One of the BART cops had fired his gun at close range. Grant, unarmed, died hours later at a hospital.

Fruitvale Station, boasting a deeply nuanced performance by Michael B. Jordan as Grant, reconstructs - and, in some instances, reimagines - the events of the day and night leading up to this tragic episode. It's an episode that can't help but reverberate now, in the days following the Florida trial of George Zimmerman, acquitted in the shooting death of young African American Trayvon Martin. But while issues of race, rage, and the use of deadly force are at the heart of both stories, it does the victims an injustice to lump them together. (The police officer in the Grant case was convicted of involuntary manslaughter.)

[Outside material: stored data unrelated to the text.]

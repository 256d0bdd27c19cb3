//! Q16.16 fixed-point numbers.
//!
//! Values are stored as `i32` with 16 fractional bits, giving a range of about
//! ±32768.0 with a resolution of 1/65536. Products and quotients go through an
//! `i64` intermediate and are narrowed with saturation, so no operation wraps
//! or panics.

use std::fmt;
use std::ops::{Add, AddAssign, Div, Mul, Neg, Sub, SubAssign};

use bytemuck::{Pod, Zeroable};

use crate::Scalar;

/// A signed Q16.16 fixed-point number.
#[derive(Clone, Copy, Debug, Default, PartialEq, Eq, PartialOrd, Hash, Pod, Zeroable)]
#[repr(transparent)]
pub struct Fixed(i32);

impl Fixed {
    /// Number of fractional bits.
    pub const FRAC_BITS: u32 = 16;
    /// Raw value of 1.0.
    pub const SCALE: i32 = 1 << Self::FRAC_BITS;

    pub const ZERO: Fixed = Fixed(0);
    pub const ONE: Fixed = Fixed(Self::SCALE);
    pub const HALF: Fixed = Fixed(Self::SCALE / 2);
    pub const MAX: Fixed = Fixed(i32::MAX);
    pub const MIN: Fixed = Fixed(i32::MIN);

    /// Wrap raw Q16.16 bits.
    #[inline]
    pub const fn from_bits(bits: i32) -> Self {
        Fixed(bits)
    }

    /// The raw Q16.16 bits.
    #[inline]
    pub const fn to_bits(self) -> i32 {
        self.0
    }

    #[inline]
    pub const fn from_int(value: i32) -> Self {
        Fixed(saturate((value as i64) << Self::FRAC_BITS))
    }

    /// Round to the nearest representable value. Out-of-range input saturates,
    /// NaN becomes zero.
    #[inline]
    pub fn from_f32(value: f32) -> Self {
        Fixed((value * Self::SCALE as f32).round() as i32)
    }

    /// Integer part, truncated toward zero.
    #[inline]
    pub const fn to_int(self) -> i32 {
        self.0 / Self::SCALE
    }

    #[inline]
    pub fn to_f32(self) -> f32 {
        self.0 as f32 / Self::SCALE as f32
    }

    /// Square root via binary search over the pre-shifted 64-bit value.
    pub fn sqrt(self) -> Self {
        if self.0 <= 0 {
            return Fixed::ZERO;
        }
        let root = isqrt((self.0 as u64) << Self::FRAC_BITS);
        Fixed(saturate(root as i64))
    }
}

/// Narrow an `i64` intermediate back to `i32`, clamping at the bounds.
#[inline]
const fn saturate(wide: i64) -> i32 {
    if wide > i32::MAX as i64 {
        i32::MAX
    } else if wide < i32::MIN as i64 {
        i32::MIN
    } else {
        wide as i32
    }
}

/// Floor of the square root of `value`.
fn isqrt(value: u64) -> u64 {
    // Inputs are at most 2^47, so the root fits well below 2^24.
    let mut lo: u64 = 0;
    let mut hi: u64 = 1 << 24;
    while lo < hi {
        let mid = (lo + hi + 1) / 2;
        if mid * mid <= value {
            lo = mid;
        } else {
            hi = mid - 1;
        }
    }
    lo
}

impl Add for Fixed {
    type Output = Fixed;

    #[inline]
    fn add(self, rhs: Fixed) -> Fixed {
        Fixed(self.0.saturating_add(rhs.0))
    }
}

impl Sub for Fixed {
    type Output = Fixed;

    #[inline]
    fn sub(self, rhs: Fixed) -> Fixed {
        Fixed(self.0.saturating_sub(rhs.0))
    }
}

impl Neg for Fixed {
    type Output = Fixed;

    #[inline]
    fn neg(self) -> Fixed {
        Fixed(self.0.saturating_neg())
    }
}

impl Mul for Fixed {
    type Output = Fixed;

    #[inline]
    fn mul(self, rhs: Fixed) -> Fixed {
        Fixed(saturate((self.0 as i64 * rhs.0 as i64) >> Self::FRAC_BITS))
    }
}

impl Div for Fixed {
    type Output = Fixed;

    #[inline]
    fn div(self, rhs: Fixed) -> Fixed {
        if rhs.0 == 0 {
            return match self.0 {
                0 => Fixed::ZERO,
                n if n > 0 => Fixed::MAX,
                _ => Fixed::MIN,
            };
        }
        Fixed(saturate(((self.0 as i64) << Self::FRAC_BITS) / rhs.0 as i64))
    }
}

impl AddAssign for Fixed {
    #[inline]
    fn add_assign(&mut self, rhs: Fixed) {
        *self = *self + rhs;
    }
}

impl SubAssign for Fixed {
    #[inline]
    fn sub_assign(&mut self, rhs: Fixed) {
        *self = *self - rhs;
    }
}

impl fmt::Display for Fixed {
    fn fmt(&self, f: &mut fmt::Formatter<'_>) -> fmt::Result {
        write!(f, "{}", self.to_f32())
    }
}

impl Scalar for Fixed {
    const ZERO: Self = Fixed::ZERO;
    const ONE: Self = Fixed::ONE;
    const HALF: Self = Fixed::HALF;
    const BIG: Self = Fixed::MAX;
    // 655 / 65536 ~= 0.01, well above the error of a hit point at scene distances
    const SURFACE_BIAS: Self = Fixed(655);
    // 66 / 65536 ~= 0.001
    const PARALLEL_EPSILON: Self = Fixed(66);
    const MAX_MAGNITUDE: f64 = i32::MAX as f64 / Fixed::SCALE as f64;
    const NAME: &'static str = "fixed";

    #[inline]
    fn from_int(value: i32) -> Self {
        Fixed::from_int(value)
    }

    #[inline]
    fn from_f32(value: f32) -> Self {
        Fixed::from_f32(value)
    }

    #[inline]
    fn to_int(self) -> i32 {
        Fixed::to_int(self)
    }

    #[inline]
    fn to_f32(self) -> f32 {
        Fixed::to_f32(self)
    }

    #[inline]
    fn sqrt(self) -> Self {
        Fixed::sqrt(self)
    }
}
use tracing::{error, info};

use super::{assemble, load_keys, startup_retry, Backend, ComposerState, Composition};
use crate::config::ServerSettings;
use crate::error::{IdentityError, IdentityResult};

/// Composes every storage category on the single backend named by
/// `settings.database`.
#[derive(Debug)]
pub struct DatabaseComposer {
    settings: ServerSettings,
    state: ComposerState,
}

impl DatabaseComposer {
    /// Composer for `settings`, not yet composed.
    #[must_use]
    pub const fn new(settings: ServerSettings) -> Self {
        Self {
            settings,
            state: ComposerState::Unconfigured,
        }
    }

    /// Current lifecycle state.
    #[must_use]
    pub const fn state(&self) -> ComposerState {
        self.state
    }

    /// Load keys, connect the backend and build the token service.
    ///
    /// A composer composes once. Calling this again, whether the first call
    /// succeeded or failed, is a `Configuration` error.
    ///
    /// # Errors
    ///
    /// `Configuration` for a bad algorithm name or missing key file,
    /// `KeyLoad` or `AlgorithmMismatch` for unusable keys, and
    /// `StorageUnavailable` when the backend cannot be reached.
    pub async fn compose(&mut self) -> IdentityResult<Composition> {
        if self.state != ComposerState::Unconfigured {
            return Err(IdentityError::config(format!("Composer already {}", self.state)));
        }
        self.transition(ComposerState::Composing);

        match self.build().await {
            Ok(composition) => {
                self.transition(ComposerState::Composed);
                Ok(composition)
            }
            Err(err) => {
                error!(error = %err, code = err.code(), "Composition failed");
                self.transition(ComposerState::Failed);
                Err(err)
            }
        }
    }

    async fn build(&self) -> IdentityResult<Composition> {
        let keys = load_keys(&self.settings.keys)?;
        let backend = Backend::connect_with_retry(
            &self.settings.database,
            &startup_retry(),
            self.settings.storage_timeout,
        )
        .await?;

        Ok(assemble(
            &self.settings,
            keys,
            backend.app_storage(),
            backend.user_storage(),
            backend.token_storage(),
            backend.verification_code_storage(),
        ))
    }

    fn transition(&mut self, next: ComposerState) {
        info!(from = %self.state, to = %next, backend = %self.settings.database.db_type, "Composer state change");
        self.state = next;
    }
}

And that is exactly the strength of writer/director Ryan Coogler's Fruitvale Station: It humanizes Grant, makes him something more than another grim statistic. Showing Grant as an imperfect but affable man, a guy whose friends called him "Osc" and who went out of his way to please whoever he was with, the film avoids the trap of setting its protagonist up as a hero, a saint.

He wants to be a good father to the daughter he has with his girlfriend, Sophina (a very good Melonie Diaz). He makes plans for the birthday dinner for his mother (Octavia Spencer). He tries to assure Sophina that his cheating days are done with. But he isn't straight with her about his job - he was let go at the supermarket. We see flashbacks to his time in San Quentin - he had been convicted of selling drugs. And now, with no paychecks coming in, he's tempted to start dealing again.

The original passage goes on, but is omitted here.